▶ What the task asks
Show every line of the material that follows in which the word "tail" occurs.

▶ Material for this task

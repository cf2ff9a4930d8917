//! Patch Graph Benchmarks
//!
//! Connection validation walks the graph on every edit, so its cost grows
//! with the length of the chains a user builds. These benchmarks measure the
//! operations the editor performs per gesture on canvases of growing size:
//!
//! - refusing a wire that would close a loop (full reachability walk)
//! - adding and removing a valid wire
//! - moving a parameter at the head of a data-wire chain

use criterion::{black_box, criterion_group, criterion_main, BenchmarkId, Criterion, Throughput};
use patchcanvas::prelude::*;
use std::cell::RefCell;
use std::rc::Rc;

// ============================================================================
// Constants
// ============================================================================

const CHAIN_LENGTHS: [usize; 4] = [8, 32, 128, 512];

const COLLECTION: &str = r#"{
    "version": 1,
    "id": "bench",
    "name": "Benchmark modules",
    "modules": [
        { "id": "stage", "name": "Stage", "inlets": ["in"], "outlets": ["out"],
          "params": [ { "id": "level", "min": 0.0, "max": 1.0, "default": 0.5 } ] }
    ]
}"#;

// ============================================================================
// Helper Functions
// ============================================================================

fn resolve<T: 'static>(events: &EventLoop, late: Late<T>) -> T {
    let slot = Rc::new(RefCell::new(None));
    let sink = Rc::clone(&slot);
    late.on_complete(move |r| *sink.borrow_mut() = Some(r));
    events.run_until_idle();
    let value = slot.borrow_mut().take();
    value.expect("engine did not answer").expect("engine refused")
}

/// Canvas holding `len` stages, each wired to the next by audio and data
fn create_chain(len: usize) -> (Rc<RefCell<Canvas>>, Vec<ModuleId>) {
    let events = EventLoop::new();
    let engine = Rc::new(LocalEngine::new(events.clone()));
    let mut registry = TemplateRegistry::new();
    registry
        .install(ModuleCollection::from_json(COLLECTION).unwrap())
        .unwrap();
    let host = Host::new(Config::default(), registry, engine, events.clone());

    let canvas = resolve(&events, Canvas::create_empty(&host, None));
    let modules: Vec<ModuleId> = (0..len)
        .map(|_| resolve(&events, Canvas::create_module(&canvas, "bench/stage")))
        .collect();

    {
        let mut c = canvas.borrow_mut();
        for pair in modules.windows(2) {
            c.connect(PortRef::new(pair[0], "out"), PortRef::new(pair[1], "in"))
                .unwrap();
            c.connect_data(
                PortRef::new(pair[0], "level"),
                PortRef::new(pair[1], "level"),
                DataMode::Relative,
            )
            .unwrap();
        }
    }
    (canvas, modules)
}

// ============================================================================
// Benchmarks
// ============================================================================

fn bench_loop_refusal(c: &mut Criterion) {
    let mut group = c.benchmark_group("loop_refusal");

    for len in CHAIN_LENGTHS {
        let (canvas, modules) = create_chain(len);
        let tail = PortRef::new(modules[len - 1], "out");
        let head = PortRef::new(modules[0], "in");

        group.throughput(Throughput::Elements(len as u64));
        group.bench_with_input(BenchmarkId::from_parameter(len), &len, |b, _| {
            b.iter(|| {
                let refused = canvas
                    .borrow_mut()
                    .connect(black_box(tail.clone()), black_box(head.clone()));
                black_box(refused)
            })
        });
    }
    group.finish();
}

fn bench_connect_disconnect(c: &mut Criterion) {
    let mut group = c.benchmark_group("connect_disconnect");

    for len in CHAIN_LENGTHS {
        let (canvas, modules) = create_chain(len);
        // the head wire is re-added on every iteration
        let from = PortRef::new(modules[0], "out");
        let to = PortRef::new(modules[1], "in");
        canvas.borrow_mut().disconnect(&from, &to);

        group.throughput(Throughput::Elements(len as u64));
        group.bench_with_input(BenchmarkId::from_parameter(len), &len, |b, _| {
            b.iter(|| {
                let mut c = canvas.borrow_mut();
                c.connect(from.clone(), to.clone()).unwrap();
                black_box(c.disconnect(&from, &to))
            })
        });
    }
    group.finish();
}

fn bench_param_propagation(c: &mut Criterion) {
    let mut group = c.benchmark_group("param_propagation");

    for len in CHAIN_LENGTHS {
        let (canvas, modules) = create_chain(len);
        let head = modules[0];
        let mut value = 0.0f32;

        group.throughput(Throughput::Elements(len as u64));
        group.bench_with_input(BenchmarkId::from_parameter(len), &len, |b, _| {
            b.iter(|| {
                value = (value + 0.01) % 1.0;
                canvas
                    .borrow_mut()
                    .set_param(head, "level", black_box(value))
                    .unwrap();
            })
        });
    }
    group.finish();
}

criterion_group!(
    benches,
    bench_loop_refusal,
    bench_connect_disconnect,
    bench_param_propagation
);
criterion_main!(benches);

▶ Answer space
        let tail = PortRef::new(modules[len - 1], "out");
                    .connect(black_box(tail.clone()), black_box(head.clone()));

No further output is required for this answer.